Exotic's two studio albums, I Saw a Tiger and Star Struck, are featured in the Tiger King episode "Not Your Average Joe". In April 2023 "My Best Friends" was released, the first single from Jungle Rhapsody: A Tiger King Experience - Exotic's third studio album that was partially recorded in federal prison and produced by JT Barnett, Jonathan Hay and William Moseley.

Appearance in documentaries

Exotic first appeared in Louis Theroux's 2011 documentary America's Most Dangerous Pets. Five years later, he appeared in J.D. Thompson's documentary The Life Exotic: Or the Incredible True Story of Joe Schreibvogel. Theroux stated that Exotic initially struck him as likeable and friendly, and that, owing to Exotic's emotional volatility, Theroux was inclined to be protective of him.
The Netflix documentary series Tiger King: Murder, Mayhem and Madness is centered on Exotic and his rivalry with Carole Baskin. The first season of the series was released in March 2020, coinciding with the worldwide COVID-19 lockdown following the COVID-19 outbreak being classified as a pandemic by the World Health Organization. A week after the release of Tiger King, both the series and Exotic himself went viral, with numerous internet memes about both Exotic and Baskin being made.

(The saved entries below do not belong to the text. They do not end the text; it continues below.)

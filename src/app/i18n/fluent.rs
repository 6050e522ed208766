// SPDX-License-Identifier: MPL-2.0
use crate::app::config::Config;
use fluent_bundle::{FluentBundle, FluentResource};
use rust_embed::RustEmbed;
use std::collections::HashMap;
use unic_langid::{langid, LanguageIdentifier};

#[derive(RustEmbed)]
#[folder = "assets/i18n/"]
struct Asset;

const DEFAULT_LOCALE: LanguageIdentifier = langid!("en-US");

pub struct I18n {
    bundles: HashMap<LanguageIdentifier, FluentBundle<FluentResource>>,
    pub available_locales: Vec<LanguageIdentifier>,
    current_locale: LanguageIdentifier,
}

impl std::fmt::Debug for I18n {
    fn fmt(&self, f: &mut std::fmt::Formatter<'_>) -> std::fmt::Result {
        f.debug_struct("I18n")
            .field("available_locales", &self.available_locales)
            .field("current_locale", &self.current_locale)
            .finish()
    }
}

impl Default for I18n {
    fn default() -> Self {
        Self::new(None, &Config::default())
    }
}

impl I18n {
    pub fn new(cli_lang: Option<String>, config: &Config) -> Self {
        let mut bundles = HashMap::new();
        let mut available_locales = Vec::new();

        for file in Asset::iter() {
            let filename = file.as_ref();
            let Some(locale_str) = filename.strip_suffix(".ftl") else {
                continue;
            };
            let Ok(locale) = locale_str.parse::<LanguageIdentifier>() else {
                tracing::warn!(%filename, "ignoring translation file with invalid locale name");
                continue;
            };
            let Some(content) = Asset::get(filename) else {
                continue;
            };
            if let Some(bundle) = build_bundle(&locale, content.data.as_ref()) {
                bundles.insert(locale.clone(), bundle);
                available_locales.push(locale);
            }
        }
        available_locales.sort_by_key(|locale| locale.to_string());

        let current_locale =
            resolve_locale(cli_lang, config, &available_locales).unwrap_or(DEFAULT_LOCALE);

        Self {
            bundles,
            available_locales,
            current_locale,
        }
    }

    pub fn current_locale(&self) -> &LanguageIdentifier {
        &self.current_locale
    }

    pub fn tr(&self, key: &str) -> String {
        if let Some(bundle) = self.bundles.get(&self.current_locale) {
            if let Some(msg) = bundle.get_message(key) {
                if let Some(pattern) = msg.value() {
                    let mut errors = vec![];
                    let value = bundle.format_pattern(pattern, None, &mut errors);
                    if errors.is_empty() {
                        return value.to_string();
                    }
                }
            }
        }
        format!("MISSING: {}", key)
    }
}

fn build_bundle(locale: &LanguageIdentifier, data: &[u8]) -> Option<FluentBundle<FluentResource>> {
    let source = String::from_utf8_lossy(data).to_string();
    let resource = match FluentResource::try_new(source) {
        Ok(resource) => resource,
        Err((_, errors)) => {
            tracing::warn!(%locale, count = errors.len(), "failed to parse translation file");
            return None;
        }
    };
    let mut bundle = FluentBundle::new(vec![locale.clone()]);
    // Isolation marks around placeables break plain-text comparisons in the UI.
    bundle.set_use_isolating(false);
    if let Err(errors) = bundle.add_resource(resource) {
        tracing::warn!(%locale, count = errors.len(), "duplicate translation keys");
        return None;
    }
    Some(bundle)
}

fn parse_available(lang_str: &str, available: &[LanguageIdentifier]) -> Option<LanguageIdentifier> {
    let lang = lang_str.parse::<LanguageIdentifier>().ok()?;
    if available.contains(&lang) {
        return Some(lang);
    }
    // "fr-CA" is served by "fr" when no regional bundle exists.
    available
        .iter()
        .find(|candidate| candidate.language == lang.language && candidate.region.is_none())
        .cloned()
}

pub(crate) fn resolve_locale(
    cli_lang: Option<String>,
    config: &Config,
    available: &[LanguageIdentifier],
) -> Option<LanguageIdentifier> {
    // 1. Check CLI args
    if let Some(lang) = cli_lang.and_then(|s| parse_available(&s, available)) {
        return Some(lang);
    }

    // 2. Check config file
    if let Some(lang) = config
        .general
        .language
        .as_deref()
        .and_then(|s| parse_available(s, available))
    {
        return Some(lang);
    }

    // 3. Check OS locale
    sys_locale::get_locale().and_then(|s| parse_available(&s, available))
}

In a Netflix interview in prison, Exotic stated that he was thankful for the fame and that he was "done with the Baskin saga".
In July 2020, Discovery released the documentary Surviving Joe Exotic, which is focused on the animals at the G.W. Zoo. The documentary features interviews with Exotic and former G.W. Zoo employees, with the Exotic interview scenes having been filmed four months before his arrest.
In April 2021, Louis Theroux released a new documentary on Exotic, titled Shooting Joe Exotic, on BBC Two in the United Kingdom. The documentary contained unseen footage of Exotic from a previous documentary by Theroux as well as new interviews of other people associated with Exotic, including Exotic's legal team and Howard and Carole Baskin, his estranged niece and brother, as well as a tour around the abandoned and extensively vandalized former G.W. Zoo property.